Clinical Significance of Inverse Agonism

• Depends on the specific receptor system and disease state
• May provide therapeutic advantages over neutral antagonists for receptors with high constitutive activity
• Can more completely suppress unwanted receptor activity This property explains why some drugs are more effective than others despite targeting the same receptor, as they not only block the effects of natural agonists but also reduce the receptor's inherent signaling capacity.

Examples of Inverse Agonists

• Flumazenil: a benzodiazepine receptor ligand
• Diphenhydramine: an antihistamine
• Propranolol: a beta-blocker It is essential to consider the specific receptor system and disease state when evaluating the potential benefits of inverse agonists, as their effects can vary significantly depending on the context 1.

From the Research

Definition of Inverse Agonist

• An inverse agonist is a type of ligand that binds to a receptor and reduces its constitutive activity, resulting in an opposite effect to that of an agonist 2, 3, 4, 5, 6.
• Inverse agonists can produce a range of effects, including anxiogenic, pro-convulsant, and alerting effects, as seen with beta-carbolines 2.
• They can also have therapeutic significance, such as in the treatment of anxiety-related disorders, congestive heart failure, and psychosis 3.

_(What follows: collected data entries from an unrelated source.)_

//! Dataset profiling: per-column type, missingness and uniqueness, plus
//! dataset-wide density and completeness.

use std::fmt;

use chrono::NaiveDateTime;
use foldhash::{HashSet, HashSetExt};
use serde::Serialize;

use crate::dataset::{CellValue, Dataset};
use crate::field_type::{CellType, TypeCounts};
use crate::format::percentage;
use crate::histogram::{Bin, BinCapacity, compute_histogram};
use crate::stats::{NumericStats, TextStats, compute_numeric_stats, compute_text_stats};

/// Missing percentage above which a column is flagged in recommendations.
pub const HIGH_MISSING_PERCENT: f64 = 20.0;
/// Unique percentage above which a column is a candidate key.
pub const CANDIDATE_KEY_PERCENT: f64 = 95.0;

/// Qualitative label for a missing-value percentage.
#[derive(Debug, Clone, Copy, PartialEq, Eq, PartialOrd, Ord, Hash, Serialize)]
#[serde(rename_all = "lowercase")]
pub enum Severity {
    Low,
    Moderate,
    High,
    Severe,
}

impl Severity {
    /// `> 50` severe, `> 20` high, `> 5` moderate, otherwise low.
    pub fn from_missing_percent(percent: f64) -> Self {
        if percent > 50.0 {
            Severity::Severe
        } else if percent > 20.0 {
            Severity::High
        } else if percent > 5.0 {
            Severity::Moderate
        } else {
            Severity::Low
        }
    }
}

impl fmt::Display for Severity {
    fn fmt(&self, f: &mut fmt::Formatter<'_>) -> fmt::Result {
        match self {
            Severity::Low => write!(f, "low"),
            Severity::Moderate => write!(f, "moderate"),
            Severity::High => write!(f, "high"),
            Severity::Severe => write!(f, "severe"),
        }
    }
}

/// Identity of a non-empty cell for distinct counting.
#[derive(Debug, Clone, Copy, PartialEq, Eq, Hash)]
enum CellKey<'a> {
    Number(u64),
    Bool(bool),
    Date(NaiveDateTime),
    Text(&'a str),
}

impl<'a> CellKey<'a> {
    fn of(value: &'a CellValue) -> Option<Self> {
        match value {
            _ if value.is_empty() => None,
            CellValue::Number(n) => {
                // -0 and 0 are the same value; all NaNs collapse together
                let canonical = if *n == 0.0 {
                    0.0
                } else if n.is_nan() {
                    f64::NAN
                } else {
                    *n
                };
                Some(CellKey::Number(canonical.to_bits()))
            }
            CellValue::Bool(b) => Some(CellKey::Bool(*b)),
            CellValue::Date(d) => Some(CellKey::Date(*d)),
            CellValue::Text(s) => Some(CellKey::Text(s)),
            CellValue::Empty => None,
        }
    }
}

/// Number of distinct non-empty values.
pub fn count_unique<'a, I>(values: I) -> usize
where
    I: IntoIterator<Item = &'a CellValue>,
{
    let mut seen = HashSet::new();
    for value in values {
        if let Some(key) = CellKey::of(value) {
            seen.insert(key);
        }
    }
    seen.len()
}

/// Profile of a single column.
#[derive(Debug, Clone, PartialEq, Serialize)]
pub struct ColumnProfile {
    pub name: String,
    /// Number of rows.
    pub total: usize,
    pub non_empty: usize,
    pub type_counts: TypeCounts,
    pub dominant_type: CellType,
    /// Distinct non-empty values.
    pub unique_count: usize,
    pub missing: usize,
    /// `missing / total * 100`.
    pub missing_percent: f64,
    pub severity: Severity,
    /// `unique_count / non_empty * 100`.
    pub unique_percent: f64,
    pub is_candidate_key: bool,
}

impl ColumnProfile {
    /// Profile one column from its values.
    pub fn from_values<'a, I>(name: &str, values: I) -> Self
    where
        I: IntoIterator<Item = &'a CellValue>,
        I::IntoIter: Clone,
    {
        let values = values.into_iter();
        let type_counts = TypeCounts::from_values(values.clone());
        let unique_count = count_unique(values);

        let total = type_counts.total();
        let non_empty = type_counts.non_empty();
        let missing = total - non_empty;
        let missing_percent = percentage(missing, total);
        let unique_percent = percentage(unique_count, non_empty);

        Self {
            name: name.to_string(),
            total,
            non_empty,
            type_counts,
            dominant_type: type_counts.dominant(),
            unique_count,
            missing,
            missing_percent,
            severity: Severity::from_missing_percent(missing_percent),
            unique_percent,
            is_candidate_key: non_empty > 0 && unique_percent > CANDIDATE_KEY_PERCENT,
        }
    }

    /// `non_empty / total * 100`.
    pub fn non_empty_percent(&self) -> f64 {
        percentage(self.non_empty, self.total)
    }
}

/// Missing-value count for one column.
#[derive(Debug, Clone, PartialEq, Serialize)]
pub struct MissingEntry {
    pub column: String,
    pub missing: usize,
    pub percent: f64,
    pub severity: Severity,
}

/// Dataset-wide profile.
#[derive(Debug, Clone, PartialEq, Serialize)]
pub struct DatasetProfile {
    pub num_rows: usize,
    pub num_columns: usize,
    /// `num_rows * num_columns`.
    pub total_cells: usize,
    pub non_empty_cells: usize,
    pub numeric_cells: usize,
    pub text_cells: usize,
    /// Non-empty cells that are neither numbers nor text.
    pub other_cells: usize,
    /// Per-column profiles in column order.
    pub columns: Vec<ColumnProfile>,
    /// Columns ordered by missing count, highest first.
    pub missing: Vec<MissingEntry>,
    pub total_missing: usize,
    /// Share of non-empty cells in percent, in [0, 100].
    pub completeness: f64,
}

impl DatasetProfile {
    /// Rounded share of non-empty cells, 0 without cells.
    pub fn density_percent(&self) -> f64 {
        percentage(self.non_empty_cells, self.total_cells).round()
    }

    /// Rounded share of numeric cells among non-empty cells.
    pub fn numeric_share(&self) -> f64 {
        percentage(self.numeric_cells, self.non_empty_cells).round()
    }

    /// Rounded share of text cells among non-empty cells.
    pub fn text_share(&self) -> f64 {
        percentage(self.text_cells, self.non_empty_cells).round()
    }

    /// Profile of the named column.
    pub fn column(&self, name: &str) -> Option<&ColumnProfile> {
        self.columns.iter().find(|c| c.name == name)
    }

    /// Columns missing more than [`HIGH_MISSING_PERCENT`], highest first.
    pub fn high_missing(&self) -> impl Iterator<Item = &MissingEntry> {
        self.missing
            .iter()
            .filter(|m| m.percent > HIGH_MISSING_PERCENT)
    }

    /// Candidate-key columns in column order.
    pub fn candidate_keys(&self) -> impl Iterator<Item = &ColumnProfile> {
        self.columns.iter().filter(|c| c.is_candidate_key)
    }
}

/// Profile every column and aggregate dataset-level counts.
pub fn profile_dataset(dataset: &Dataset) -> DatasetProfile {
    let num_rows = dataset.num_rows();
    let num_columns = dataset.num_columns();

    let columns: Vec<ColumnProfile> = dataset
        .columns()
        .iter()
        .enumerate()
        .map(|(idx, name)| ColumnProfile::from_values(name, dataset.column_values_at(idx)))
        .collect();

    let mut non_empty_cells = 0;
    let mut numeric_cells = 0;
    let mut text_cells = 0;
    for col in &columns {
        non_empty_cells += col.non_empty;
        numeric_cells += col.type_counts.get(CellType::Number);
        text_cells += col.type_counts.get(CellType::String);
    }

    let total_cells = num_rows * num_columns;
    let total_missing = total_cells - non_empty_cells;

    let mut missing: Vec<MissingEntry> = columns
        .iter()
        .map(|c| MissingEntry {
            column: c.name.clone(),
            missing: c.missing,
            percent: c.missing_percent,
            severity: c.severity,
        })
        .collect();
    missing.sort_by(|a, b| b.missing.cmp(&a.missing));

    let completeness = if total_cells == 0 {
        100.0
    } else {
        (total_cells - total_missing) as f64 / total_cells as f64 * 100.0
    };

    tracing::debug!(
        rows = num_rows,
        columns = num_columns,
        total_missing,
        "profiled dataset"
    );

    DatasetProfile {
        num_rows,
        num_columns,
        total_cells,
        non_empty_cells,
        numeric_cells,
        text_cells,
        other_cells: non_empty_cells - numeric_cells - text_cells,
        columns,
        missing,
        total_missing,
        completeness,
    }
}

/// Result of analysing a single column.
#[derive(Debug, Clone, PartialEq, Serialize)]
#[serde(tag = "status", rename_all = "snake_case")]
pub enum ColumnAnalysis {
    /// The dataset has no rows or the column does not exist.
    NoData,
    Analysis {
        profile: ColumnProfile,
        /// Present when the dominant type is number.
        numeric: Option<NumericStats>,
        /// Mini histogram for numeric columns.
        histogram: Vec<Bin>,
        /// Present when the dominant type is string.
        text: Option<TextStats>,
    },
}

/// Profile plus type-specific statistics for one column.
pub fn analyze_column(dataset: &Dataset, column: &str) -> ColumnAnalysis {
    if dataset.is_empty() {
        return ColumnAnalysis::NoData;
    }
    let Some(idx) = dataset.column_index(column) else {
        tracing::debug!(column, "analysis requested for unknown column");
        return ColumnAnalysis::NoData;
    };

    let profile = ColumnProfile::from_values(column, dataset.column_values_at(idx));
    let mut numeric = None;
    let mut histogram = Vec::new();
    let mut text = None;

    match profile.dominant_type {
        CellType::Number => {
            numeric = compute_numeric_stats(dataset.column_values_at(idx));
            if numeric.is_some() {
                histogram = compute_histogram(dataset.column_values_at(idx), BinCapacity::Mini);
            }
        }
        CellType::String => {
            text = compute_text_stats(dataset.column_values_at(idx));
        }
        _ => {}
    }

    ColumnAnalysis::Analysis {
        profile,
        numeric,
        histogram,
        text,
    }
}

#[cfg(test)]
mod tests {
    use super::*;

    fn column(values: Vec<CellValue>) -> Dataset {
        Dataset::from_records(values.into_iter().map(|v| vec![("c", v)]))
    }

    #[test]
    fn test_severity_boundaries() {
        assert_eq!(Severity::from_missing_percent(0.0), Severity::Low);
        assert_eq!(Severity::from_missing_percent(5.0), Severity::Low);
        assert_eq!(Severity::from_missing_percent(5.01), Severity::Moderate);
        assert_eq!(Severity::from_missing_percent(20.0), Severity::Moderate);
        assert_eq!(Severity::from_missing_percent(20.5), Severity::High);
        assert_eq!(Severity::from_missing_percent(50.0), Severity::High);
        assert_eq!(Severity::from_missing_percent(50.1), Severity::Severe);
    }

    #[test]
    fn test_candidate_key_detection() {
        let unique = column(vec!["a".into(), "b".into(), "c".into(), "d".into()]);
        let profile = profile_dataset(&unique);
        assert_eq!(profile.columns[0].unique_percent, 100.0);
        assert!(profile.columns[0].is_candidate_key);

        let repeated = column(vec!["a".into(), "a".into(), "b".into(), "c".into()]);
        let profile = profile_dataset(&repeated);
        assert_eq!(profile.columns[0].unique_percent, 75.0);
        assert!(!profile.columns[0].is_candidate_key);
    }

    #[test]
    fn test_empty_column_is_not_a_key() {
        let ds = column(vec![CellValue::Empty, CellValue::Empty]);
        let profile = profile_dataset(&ds);
        assert!(!profile.columns[0].is_candidate_key);
        assert_eq!(profile.columns[0].unique_percent, 0.0);
        assert_eq!(profile.columns[0].severity, Severity::Severe);
    }

    #[test]
    fn test_unique_counting_by_value() {
        let values = vec![
            CellValue::Number(0.0),
            CellValue::Number(-0.0),
            CellValue::from("0"),
            CellValue::Bool(false),
            CellValue::Empty,
        ];
        assert_eq!(count_unique(&values), 3);
    }

    #[test]
    fn test_scenario_column() {
        let ds = column(vec![1.0.into(), 2.0.into(), 3.0.into(), "".into()]);
        let profile = profile_dataset(&ds);
        let col = &profile.columns[0];

        assert_eq!(col.non_empty, 3);
        assert_eq!(col.dominant_type, CellType::Number);
        assert_eq!(col.missing_percent, 25.0);
        assert_eq!(col.severity, Severity::High);
        assert_eq!(profile.completeness, 75.0);
    }

    #[test]
    fn test_dataset_counts() {
        let ds = Dataset::from_records(vec![
            vec![("n", CellValue::from(1.0)), ("s", "x".into()), ("b", true.into())],
            vec![("n", CellValue::Empty), ("s", "y".into()), ("b", CellValue::Empty)],
        ]);
        let profile = profile_dataset(&ds);

        assert_eq!(profile.total_cells, 6);
        assert_eq!(profile.non_empty_cells, 4);
        assert_eq!(profile.numeric_cells, 1);
        assert_eq!(profile.text_cells, 2);
        assert_eq!(profile.other_cells, 1);
        assert_eq!(profile.total_missing, 2);
        assert_eq!(profile.density_percent(), 67.0);
        assert_eq!(profile.numeric_share(), 25.0);
        assert_eq!(profile.text_share(), 50.0);
    }

    #[test]
    fn test_missing_sorted_descending_stable() {
        let ds = Dataset::from_records(vec![
            vec![("a", CellValue::from(1.0)), ("b", CellValue::Empty), ("c", CellValue::Empty)],
            vec![("a", CellValue::from(2.0)), ("b", CellValue::Empty), ("c", CellValue::Empty)],
        ]);
        let profile = profile_dataset(&ds);
        let order: Vec<&str> = profile.missing.iter().map(|m| m.column.as_str()).collect();
        assert_eq!(order, vec!["b", "c", "a"]);
        assert_eq!(profile.high_missing().count(), 2);
    }

    #[test]
    fn test_empty_dataset_profile() {
        let profile = profile_dataset(&Dataset::default());
        assert_eq!(profile.total_cells, 0);
        assert_eq!(profile.completeness, 100.0);
        assert_eq!(profile.density_percent(), 0.0);
        assert!(profile.columns.is_empty());

        let no_rows = Dataset::new(vec!["a".into()], Vec::new());
        let profile = profile_dataset(&no_rows);
        assert_eq!(profile.columns[0].missing_percent, 0.0);
        assert_eq!(profile.completeness, 100.0);
    }

    #[test]
    fn test_analyze_column_numeric() {
        let ds = column(vec![1.0.into(), 2.0.into(), 3.0.into(), "".into()]);
        match analyze_column(&ds, "c") {
            ColumnAnalysis::Analysis {
                profile,
                numeric,
                histogram,
                text,
            } => {
                assert_eq!(profile.unique_count, 3);
                let stats = numeric.unwrap();
                assert_eq!(stats.median, 2.0);
                assert_eq!(histogram.iter().map(|b| b.count).sum::<usize>(), 3);
                assert!(text.is_none());
            }
            ColumnAnalysis::NoData => panic!("expected analysis"),
        }
    }

    #[test]
    fn test_analyze_column_text_and_missing() {
        let ds = column(vec!["x".into(), "y".into(), "x".into()]);
        match analyze_column(&ds, "c") {
            ColumnAnalysis::Analysis { numeric, text, .. } => {
                assert!(numeric.is_none());
                assert_eq!(text.unwrap().frequencies[0].count, 2);
            }
            ColumnAnalysis::NoData => panic!("expected analysis"),
        }

        assert_eq!(analyze_column(&ds, "missing"), ColumnAnalysis::NoData);
        assert_eq!(analyze_column(&Dataset::default(), "c"), ColumnAnalysis::NoData);
    }
}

Characteristics of Inverse Agonists

• Inverse agonists bind to constitutively active receptors, stabilizing them and reducing their activity 3, 5.
• They have negative intrinsic activity, meaning they decrease the receptor's activity below its baseline level 3, 6.
• Inverse agonists can be distinguished from antagonists, which have zero intrinsic activity and simply block the effects of agonists 3, 5.

Examples of Inverse Agonists

• Beta-carbolines, such as ethyl-beta-carbolin, are examples of inverse agonists that act on the benzodiazepine receptor 2.
• Certain antipsychotic drugs, such as clozapine, have inverse agonist activity at the D2 receptor 3.
• Pimavanserin (ACP-103) is a highly selective 5-HT2A inverse agonist that has been shown to attenuate psychosis in patients with Parkinson's disease 3.